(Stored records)
☆ ☆ ☆

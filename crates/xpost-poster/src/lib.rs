//! Posting with transparent token refresh
//!
//! Publishes content as a specific user and handles access-token expiry
//! in-line: a 401 from the publish endpoint triggers one refresh-and-retry
//! cycle, with the refreshed pair persisted before the retry. Every failure
//! mode is folded into a structured `PostResult`, so a scheduled trigger
//! never dies on a posting fault.
//!
//! Posting flow:
//! 1. Trigger calls `Poster::post_random_for_user` (or the first-user /
//!    literal-text variants)
//! 2. Credentials come from the workbook, content from the channel pool
//! 3. `Poster::post` publishes, refreshing on 401 exactly once
//! 4. Refreshed tokens are written back to the workbook

pub mod poster;

pub use poster::{PostResult, Poster};
//! Common error types

use thiserror::Error;

/// Common error type.
///
/// `Config` covers the fatal startup class: a required credential or
/// identifier (client id, client secret, workbook path) is absent or invalid.
#[derive(Error, Debug)]
pub enum Error {
    #[error("Configuration error: {0}")]
    Config(String),

    #[error("I/O error: {0}")]
    Io(#[from] std::io::Error),

    #[error("TOML parse error: {0}")]
    Toml(#[from] toml::de::Error),
}

/// Result alias using common Error
pub type Result<T> = std::result::Result<T, Error>;

#[cfg(test)]
mod tests {
    use super::*;

    #[test]
    fn error_display_includes_context() {
        let config_err = Error::Config("X_CLIENT_ID is not set".into());
        assert_eq!(
            config_err.to_string(),
            "Configuration error: X_CLIENT_ID is not set"
        );

        let io_err = Error::Io(std::io::Error::new(
            std::io::ErrorKind::NotFound,
            "workbook missing",
        ));
        assert!(
            io_err.to_string().starts_with("I/O error:"),
            "got: {}",
            io_err
        );
    }

    #[test]
    fn error_debug_includes_variant() {
        let err = Error::Config("empty client_id".into());
        let debug = format!("{:?}", err);
        assert!(
            debug.contains("Config"),
            "Debug should include variant name, got: {debug}"
        );
    }
}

☆ ☆ ☆

Your objective: The lines holding the word "PostResult" are the answer. Find them in the entries and copy them.

Solution for this problem:
//! mode is folded into a structured `PostResult`, so a scheduled trigger
pub use poster::{PostResult, Poster};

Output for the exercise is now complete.